13 ноября 2002 г. Министерство образования разослало информационное письмо за подписью министра региональным органам управления образованием о «Примерном содержании предмета „Православная культура“[105]. И вот тут разразился скандал.
Вообще-то, в преподавании в школе истории и основных понятий наиболее распространенной религии (или нескольких) нет решительно ничего плохого. Никто и не спорит с тем, что массовое невежество в области религии давно пора исправлять. Более того, какое-то базовое религиоведческое образование, на наш взгляд, следовало бы включить прямо в обязательный курс средней школы. И учить, конечно, не всем религиям равномерно (это не столь необходимо, да и невозможно практически), а в каких-то разумных пропорциях – от относительно подробных сведений о христианстве (и об особенностях православия) и исламе – через менее подробные о других крупных религиях пропорционально их «задействованности» в мировой, национальной и локальной культуре – до краткого обзора малых, в том числе новых, религий. Об атеизме и иных касающихся религии философских доктринах рассказать, конечно, тоже надо.
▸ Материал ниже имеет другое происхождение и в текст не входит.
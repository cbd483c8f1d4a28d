//! 引擎配置
//! Engine configuration
//!
//! Serde records with defaults for every field, so a config file only needs
//! the keys it changes:
//!
//! ```toml
//! [executor]
//! max_iterations = 200
//! max_parallelism = 4
//!
//! [retry]
//! max_retries = 2
//! base_delay_ms = 250
//!
//! [breakers.llm]
//! threshold = 3
//! cooldown_ms = 10000
//! ```

use super::fault_tolerance::CircuitBreakerRegistry;
use error_stack::{Report, ResultExt};
use loomflow_kernel::config::{self, FileFormat};
use loomflow_kernel::workflow::{CircuitBreakerConfig, RetryPolicy, TimeoutPolicy};
use loomflow_kernel::{KernelError, KernelResult};
use serde::{Deserialize, Serialize};
use std::collections::HashMap;
use std::path::Path;

/// 执行器配置
/// Executor limits
#[derive(Debug, Clone, PartialEq, Eq, Serialize, Deserialize)]
#[serde(default)]
pub struct ExecutorConfig {
    /// Total node invocations allowed per run, parallel children and
    /// map elements included
    pub max_iterations: u64,
    /// Frontier members running at the same time
    pub max_parallelism: usize,
    /// Emit a checkpoint every N steps; 0 disables checkpoints
    pub checkpoint_interval: u64,
    /// Default for parallel groups that do not set `fail_fast` themselves
    pub parallel_fail_fast: bool,
}

impl Default for ExecutorConfig {
    fn default() -> Self {
        Self {
            max_iterations: 1000,
            max_parallelism: 10,
            checkpoint_interval: 0,
            parallel_fail_fast: false,
        }
    }
}

/// Top-level engine settings.
#[derive(Debug, Clone, Default, PartialEq, Serialize, Deserialize)]
#[serde(default)]
pub struct EngineConfig {
    pub executor: ExecutorConfig,
    /// Policy used by `WorkflowBuilder::with_default_retry`
    pub retry: RetryPolicy,
    /// Policy used by `WorkflowBuilder::with_default_timeout`
    pub timeout: Option<TimeoutPolicy>,
    /// Per-name circuit breaker settings
    pub breakers: HashMap<String, CircuitBreakerConfig>,
}

impl EngineConfig {
    /// Load from a file; the format follows the extension.
    pub fn load(path: impl AsRef<Path>) -> KernelResult<Self> {
        let path = path.as_ref();
        config::load_config(path)
            .map_err(|e| Report::new(KernelError::from(e)))
            .attach(format!("loading engine config from {}", path.display()))
    }

    /// Merge several files; later files override earlier ones.
    pub fn load_layered<P: AsRef<Path>>(paths: &[P]) -> KernelResult<Self> {
        config::load_layered(paths)
            .map_err(|e| Report::new(KernelError::from(e)))
            .attach("loading layered engine config")
    }

    pub fn from_str(content: &str, format: FileFormat) -> KernelResult<Self> {
        config::from_str(content, format)
            .map_err(|e| Report::new(KernelError::from(e)))
            .attach("parsing engine config")
    }

    /// Fresh breaker registry seeded with [`Self::breakers`].
    pub fn breaker_registry(&self) -> CircuitBreakerRegistry {
        CircuitBreakerRegistry::with_configs(self.breakers.clone())
    }
}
Именно широкие религиоведческие представления нужны современному человеку, в том числе – россиянину, живущему во все более и более мультикультурном (и соответственно, мультирелигиозном) обществе. А, например, в старших классах такое религиоведческое образование уже могло бы стать и вариативным – кому-то захочется больше узнать про православие, кому-то – про дзен-буддизм, а кому-то – про все понемногу.
Одновременно вполне возможно, как то и предусмотрено законом, факультативное религиозное образование. Действительно, для традиционно верующего ребенка или подростка ненормально выслушивать лекцию о том же дарвинизме, подаваемом как истина в последней инстанции. Но ведь невозможно в школьном курсе, во всяком случае в начальной и средней школе преподавать многовариантные курсы, включающие все – весьма многочисленные – концептуально несовместимые варианты. Это общая проблема школьного обучения. Его можно и нужно сделать менее жестким, но радикально решить проблему пока никто не берется. Для религиозного школьника хорошим выходом может быть только терпимость учителя (биологии, истории и т.д.), его готовность к диалогу с учеником. И – параллельное религиозное обучение, с такими же толерантными учителями. Увы, до всего этого еще очень далеко.